Several Council members said they were concerned both about the amount of money and how it is being used.
"We're burning through money," said South District Council member Adam McFadden. "They didn't think they would run through that money until the end of January. This is more like Christmas bonuses to cops than making the streets safer."
City Council approved $2.5 million for Zero Tolerance less than a month ago. McFadden said he is concerned that too much money is being directed to law enforcement and no money is going into the community to address the root causes of violent crime.
"We can't spend our way out of the problem, and they're attempting to do that," he said.
The expense for Zero Tolerance is causing some City Council members and community leaders to question the strategy. Police officers are using every opportunity, including minor traffic violations - a broken vehicle signal, obstruction of a rear-view mirror, a missing registration sticker - to question drivers. Then the police can search for illegal guns, narcotics, prior arrests, and outstanding warrants.
Councilmember Bill Prichard questioned the value of paying a police officer overtime to write a $40 ticket, for example. Police are supposed to be going after the guy "that is one trigger away from blowing someone's brains out," he said.
Mayor Duffy and Police Chief David Moore say Zero Tolerance works, and they are deflecting criticism.

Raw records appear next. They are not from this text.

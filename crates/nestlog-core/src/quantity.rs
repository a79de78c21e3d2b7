//! Measurements extracted from message text.

use std::fmt;

use serde::{Deserialize, Serialize};

/// Millilitres per US fluid ounce.
pub const ML_PER_FL_OZ: f64 = 29.5735;
/// Kilograms per pound.
pub const KG_PER_LB: f64 = 0.453592;
/// Kilograms per avoirdupois ounce (compound `7 lb 4 oz` weights only).
pub const KG_PER_OZ: f64 = 0.0283495;
/// Centimetres per inch.
pub const CM_PER_INCH: f64 = 2.54;

#[derive(Debug, Clone, Copy, PartialEq, Eq, Hash, Serialize, Deserialize)]
#[serde(rename_all = "snake_case")]
pub enum QuantityKind {
    Volume,
    Duration,
    Temperature,
    Weight,
    Length,
}

impl QuantityKind {
    pub fn as_str(&self) -> &'static str {
        match self {
            Self::Volume => "volume",
            Self::Duration => "duration",
            Self::Temperature => "temperature",
            Self::Weight => "weight",
            Self::Length => "length",
        }
    }
}

impl fmt::Display for QuantityKind {
    fn fmt(&self, f: &mut fmt::Formatter<'_>) -> fmt::Result {
        f.write_str(self.as_str())
    }
}

/// Canonical unit of a quantity.
///
/// Every kind has exactly one canonical unit except temperature, which keeps
/// the scale it was written in. Celsius and Fahrenheit are never converted
/// into each other.
#[derive(Debug, Clone, Copy, PartialEq, Eq, Hash, Serialize, Deserialize)]
pub enum Unit {
    #[serde(rename = "ml")]
    Milliliters,
    #[serde(rename = "minutes")]
    Minutes,
    #[serde(rename = "F")]
    Fahrenheit,
    #[serde(rename = "C")]
    Celsius,
    #[serde(rename = "kg")]
    Kilograms,
    #[serde(rename = "cm")]
    Centimeters,
}

impl Unit {
    pub fn as_str(&self) -> &'static str {
        match self {
            Self::Milliliters => "ml",
            Self::Minutes => "minutes",
            Self::Fahrenheit => "F",
            Self::Celsius => "C",
            Self::Kilograms => "kg",
            Self::Centimeters => "cm",
        }
    }

    pub fn kind(&self) -> QuantityKind {
        match self {
            Self::Milliliters => QuantityKind::Volume,
            Self::Minutes => QuantityKind::Duration,
            Self::Fahrenheit | Self::Celsius => QuantityKind::Temperature,
            Self::Kilograms => QuantityKind::Weight,
            Self::Centimeters => QuantityKind::Length,
        }
    }
}

impl fmt::Display for Unit {
    fn fmt(&self, f: &mut fmt::Formatter<'_>) -> fmt::Result {
        f.write_str(self.as_str())
    }
}

/// One detected measurement, already converted to its canonical unit.
#[derive(Debug, Clone, PartialEq, Serialize, Deserialize)]
pub struct ExtractedQuantity {
    pub kind: QuantityKind,
    pub value: f64,
    pub unit: Unit,
    /// The exact text that was matched, e.g. `"8oz"` for a 236.588 ml volume.
    pub raw_span: String,
    /// Byte offset of `raw_span` in the message text.
    pub start: usize,
    /// Byte offset one past the end of `raw_span`.
    pub end: usize,
}

impl ExtractedQuantity {
    /// Whether two quantities share any byte of the source text.
    pub fn overlaps(&self, other: &ExtractedQuantity) -> bool {
        self.start < other.end && other.start < self.end
    }
}

impl fmt::Display for ExtractedQuantity {
    fn fmt(&self, f: &mut fmt::Formatter<'_>) -> fmt::Result {
        // Trim trailing zeros so 120.0 prints as "120" and 98.60 as "98.6".
        let mut value = format!("{:.3}", self.value);
        while value.ends_with('0') {
            value.pop();
        }
        if value.ends_with('.') {
            value.pop();
        }
        write!(f, "{value} {}", self.unit)
    }
}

"The minor infractions are the gateway to catching those people committing the larger crimes," says Gary Walker, a Duffy spokesperson. "We cannot allow people to carry illegal guns and get into a gunfight at a bus stop. The mayor has said he is very respectful of people's civil rights. But the people who live here, work here, and pay taxes have rights, too. They have the right to be able to go outside their home and walk to the store without getting shot."
Walker, who was pulled over by police on the Inner Loop, says the mayor sees the city's violent crime problem as "a crisis" and he's not changing course.
"We welcome the scrutiny from City Council," Walker says. "But the fact is we were in a time when illegal guns were being used without fear. That is changing. We're going to turn the street culture of violence around in this city."
Aggressive policing has always had its critics. City Council has not received any written complaints related to Zero Tolerance, but some anecdotal stories from citizens are beginning to surface. Local attorney and city School Board Commissioner Van Henri White says his office has received numerous calls from concerned citizens and he has fielded phone calls from listeners to his WDKX radio program.
"When they talk about Zero Tolerance, what do they have Zero Tolerance for?" says White. "Zero Tolerance is supposed to be a tactical element of a bigger plan. You apply it for a strategic reason. But if you're applying it for everything, it's no longer a tactic, and no one knows what the real plan is."
Zero Tolerance policing tends to hurt the same people city officials say it is supposed to protect, says White: minorities and the working poor.
"People call in to DKX, and they are good law-abiding citizens who are getting stopped for things like a broken tail light," says White. "They don't have any guns and there is no roach clip in the ash tray, but now they get a ticket. And that takes three to four hours off work to go and fix the tail light and handle the ticket. So now you have lots of people in a town where jobs are scarce dealing with this kind of thing. The point is you can't arrest your way out of the problem."
Arrests or interdiction, White says, has to be combined with prevention and intervention techniques as part of a wider plan to be successful.
"It's the need for more money that is pointing out that there really is no plan to this," White says.
The Genesee Valley Chapter of the New York Civil Liberties Union has also been receiving complaints about Zero Tolerance, says Gary Pudup, the organization's director. One young man told Pudup he had been stopped five times because he had no front license plate on the car he was using to deliver pizzas. He told Pudup he was eventually arrested.
"The question we should be asking is, do we want the police stopping everybody?" says Pudup. "Should we be arresting a pizza delivery guy for disorderly conduct because he didn't have a front license plate? Even the owner of the pizza parlor came out and told police, ‘This guy is okay; he works for me.' Are they starting to play a little fast and loose here?"
But Walker says no.
"We've spent a lot of money, and we've made a lot of arrests," he says. "What works is consistency over the duration."
Zero Tolerance, Walker says, will not continue indefinitely, and he insists the mayor does have a longer-term plan.
"It is the appropriate response right now," says Walker. "This is just the beginning of a more in-depth plan. We do plan to go into the schools and into the community with more outreach and education. But right now, we have to first stop the shootings."
Even though some Council members are concerned about Zero Tolerance, City Council President Lois Giess says she believes Council will approve the funding request.